■ **Try it**:
Tell how many lines below include the word "derive". Only the number should appear.

[[ Extracted data open ]]

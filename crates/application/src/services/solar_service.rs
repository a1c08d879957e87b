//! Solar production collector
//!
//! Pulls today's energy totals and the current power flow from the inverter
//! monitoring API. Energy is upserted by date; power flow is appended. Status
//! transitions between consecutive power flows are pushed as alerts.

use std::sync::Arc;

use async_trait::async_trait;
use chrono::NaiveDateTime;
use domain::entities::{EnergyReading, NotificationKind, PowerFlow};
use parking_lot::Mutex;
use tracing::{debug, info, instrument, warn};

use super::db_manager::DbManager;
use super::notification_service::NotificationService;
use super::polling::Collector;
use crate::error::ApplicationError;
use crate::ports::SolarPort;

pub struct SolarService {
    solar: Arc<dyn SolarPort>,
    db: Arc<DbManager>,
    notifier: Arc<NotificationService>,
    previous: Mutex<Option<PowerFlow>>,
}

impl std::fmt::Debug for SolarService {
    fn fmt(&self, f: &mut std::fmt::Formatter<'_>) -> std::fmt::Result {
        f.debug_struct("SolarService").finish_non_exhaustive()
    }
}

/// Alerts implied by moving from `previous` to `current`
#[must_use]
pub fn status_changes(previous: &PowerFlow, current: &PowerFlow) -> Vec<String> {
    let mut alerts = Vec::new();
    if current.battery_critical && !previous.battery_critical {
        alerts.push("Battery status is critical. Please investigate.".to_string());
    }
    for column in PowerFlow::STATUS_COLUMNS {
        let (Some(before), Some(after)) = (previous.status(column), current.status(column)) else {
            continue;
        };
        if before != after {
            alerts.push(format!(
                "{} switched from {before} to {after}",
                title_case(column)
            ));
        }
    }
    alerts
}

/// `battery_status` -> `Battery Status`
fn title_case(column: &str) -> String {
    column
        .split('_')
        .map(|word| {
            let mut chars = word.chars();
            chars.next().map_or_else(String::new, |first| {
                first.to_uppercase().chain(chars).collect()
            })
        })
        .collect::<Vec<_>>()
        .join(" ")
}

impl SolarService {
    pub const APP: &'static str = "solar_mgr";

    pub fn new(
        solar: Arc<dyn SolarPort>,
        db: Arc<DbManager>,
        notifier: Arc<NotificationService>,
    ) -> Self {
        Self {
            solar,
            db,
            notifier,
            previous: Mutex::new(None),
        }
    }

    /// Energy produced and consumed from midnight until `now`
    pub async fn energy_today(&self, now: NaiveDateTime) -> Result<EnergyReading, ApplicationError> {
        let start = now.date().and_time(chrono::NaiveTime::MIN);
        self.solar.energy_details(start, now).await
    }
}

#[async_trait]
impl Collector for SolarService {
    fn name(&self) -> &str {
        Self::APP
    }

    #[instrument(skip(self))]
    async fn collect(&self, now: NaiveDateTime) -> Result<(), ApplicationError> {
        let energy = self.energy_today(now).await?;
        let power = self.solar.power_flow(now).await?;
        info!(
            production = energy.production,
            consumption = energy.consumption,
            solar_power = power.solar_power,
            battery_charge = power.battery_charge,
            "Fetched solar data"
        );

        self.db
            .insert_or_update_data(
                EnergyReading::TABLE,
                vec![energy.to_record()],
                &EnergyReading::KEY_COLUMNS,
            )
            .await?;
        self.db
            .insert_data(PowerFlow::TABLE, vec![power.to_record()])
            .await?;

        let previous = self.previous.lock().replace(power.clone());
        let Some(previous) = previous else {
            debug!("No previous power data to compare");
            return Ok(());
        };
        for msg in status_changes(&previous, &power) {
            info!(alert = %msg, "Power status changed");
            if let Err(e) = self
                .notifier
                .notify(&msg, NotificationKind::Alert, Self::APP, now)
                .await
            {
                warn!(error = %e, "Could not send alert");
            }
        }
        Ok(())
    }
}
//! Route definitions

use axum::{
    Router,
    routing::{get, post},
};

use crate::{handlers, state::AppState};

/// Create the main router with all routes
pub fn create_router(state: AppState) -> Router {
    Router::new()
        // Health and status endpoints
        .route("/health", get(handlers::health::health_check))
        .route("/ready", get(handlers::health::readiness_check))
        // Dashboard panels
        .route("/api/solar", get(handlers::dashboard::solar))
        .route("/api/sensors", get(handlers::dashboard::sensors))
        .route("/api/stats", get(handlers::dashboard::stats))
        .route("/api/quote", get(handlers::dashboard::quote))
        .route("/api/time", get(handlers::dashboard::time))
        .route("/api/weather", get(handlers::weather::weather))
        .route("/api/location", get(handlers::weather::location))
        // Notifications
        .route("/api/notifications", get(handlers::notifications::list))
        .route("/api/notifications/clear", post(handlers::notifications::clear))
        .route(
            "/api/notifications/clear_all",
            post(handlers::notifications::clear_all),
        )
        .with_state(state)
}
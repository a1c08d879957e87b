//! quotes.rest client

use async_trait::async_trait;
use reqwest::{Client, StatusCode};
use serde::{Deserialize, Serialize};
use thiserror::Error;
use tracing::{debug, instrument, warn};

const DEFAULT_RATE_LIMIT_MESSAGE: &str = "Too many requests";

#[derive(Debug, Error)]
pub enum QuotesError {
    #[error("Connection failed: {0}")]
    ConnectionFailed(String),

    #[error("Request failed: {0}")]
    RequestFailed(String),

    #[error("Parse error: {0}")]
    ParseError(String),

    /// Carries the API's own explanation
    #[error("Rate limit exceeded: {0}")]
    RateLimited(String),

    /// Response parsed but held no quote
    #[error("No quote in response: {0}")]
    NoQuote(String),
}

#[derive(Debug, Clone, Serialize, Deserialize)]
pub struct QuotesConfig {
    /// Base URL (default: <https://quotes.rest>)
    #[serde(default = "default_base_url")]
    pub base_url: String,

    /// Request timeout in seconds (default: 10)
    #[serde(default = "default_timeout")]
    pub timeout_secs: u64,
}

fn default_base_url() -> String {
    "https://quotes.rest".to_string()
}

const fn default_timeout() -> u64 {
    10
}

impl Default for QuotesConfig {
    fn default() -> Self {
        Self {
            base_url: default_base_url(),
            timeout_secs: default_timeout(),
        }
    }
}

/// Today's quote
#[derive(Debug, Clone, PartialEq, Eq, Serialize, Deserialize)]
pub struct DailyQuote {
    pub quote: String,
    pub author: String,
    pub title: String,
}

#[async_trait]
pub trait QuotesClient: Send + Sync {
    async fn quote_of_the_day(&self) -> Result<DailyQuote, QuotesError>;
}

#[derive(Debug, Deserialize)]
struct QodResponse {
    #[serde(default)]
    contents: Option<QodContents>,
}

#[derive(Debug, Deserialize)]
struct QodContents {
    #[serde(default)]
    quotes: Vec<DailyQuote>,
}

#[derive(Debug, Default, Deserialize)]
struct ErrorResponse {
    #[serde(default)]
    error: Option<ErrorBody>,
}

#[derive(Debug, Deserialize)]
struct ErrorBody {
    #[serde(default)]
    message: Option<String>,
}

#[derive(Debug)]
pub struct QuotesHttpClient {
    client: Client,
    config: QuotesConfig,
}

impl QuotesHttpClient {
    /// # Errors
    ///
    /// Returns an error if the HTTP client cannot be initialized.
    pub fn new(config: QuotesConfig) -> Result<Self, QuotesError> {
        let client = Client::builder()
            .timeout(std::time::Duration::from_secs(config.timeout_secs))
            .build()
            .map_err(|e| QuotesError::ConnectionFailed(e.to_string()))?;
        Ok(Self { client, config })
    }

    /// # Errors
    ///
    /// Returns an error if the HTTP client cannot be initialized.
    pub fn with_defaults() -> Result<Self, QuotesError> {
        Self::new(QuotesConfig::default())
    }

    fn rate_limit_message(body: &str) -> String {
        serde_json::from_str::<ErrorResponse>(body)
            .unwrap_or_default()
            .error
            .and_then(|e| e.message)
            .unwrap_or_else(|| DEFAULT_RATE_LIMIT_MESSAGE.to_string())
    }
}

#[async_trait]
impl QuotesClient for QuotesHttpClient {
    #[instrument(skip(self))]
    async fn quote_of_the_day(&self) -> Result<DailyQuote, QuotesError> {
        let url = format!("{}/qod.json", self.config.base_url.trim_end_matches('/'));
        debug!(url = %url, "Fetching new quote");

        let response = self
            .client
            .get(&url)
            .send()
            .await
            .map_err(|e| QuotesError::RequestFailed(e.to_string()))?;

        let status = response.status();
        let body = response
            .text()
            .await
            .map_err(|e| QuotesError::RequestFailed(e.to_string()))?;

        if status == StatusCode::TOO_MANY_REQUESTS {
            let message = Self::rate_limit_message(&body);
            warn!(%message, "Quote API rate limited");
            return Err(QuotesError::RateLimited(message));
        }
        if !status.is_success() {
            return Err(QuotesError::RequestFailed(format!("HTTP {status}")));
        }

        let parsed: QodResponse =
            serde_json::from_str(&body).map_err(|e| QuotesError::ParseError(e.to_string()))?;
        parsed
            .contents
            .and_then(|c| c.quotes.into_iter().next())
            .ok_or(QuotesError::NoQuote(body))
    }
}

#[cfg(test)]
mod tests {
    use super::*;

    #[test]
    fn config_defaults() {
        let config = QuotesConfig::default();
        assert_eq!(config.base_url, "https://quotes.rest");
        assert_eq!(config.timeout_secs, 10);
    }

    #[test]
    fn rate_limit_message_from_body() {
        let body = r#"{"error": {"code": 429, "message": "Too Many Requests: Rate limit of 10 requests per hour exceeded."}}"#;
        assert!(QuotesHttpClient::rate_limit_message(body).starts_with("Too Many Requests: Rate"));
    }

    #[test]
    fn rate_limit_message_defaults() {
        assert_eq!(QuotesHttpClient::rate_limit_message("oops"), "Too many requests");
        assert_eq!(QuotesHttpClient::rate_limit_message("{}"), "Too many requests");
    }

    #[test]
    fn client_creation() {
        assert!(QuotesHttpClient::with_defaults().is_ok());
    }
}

[[ Extracted data closed ]]

■ **Written response**:
8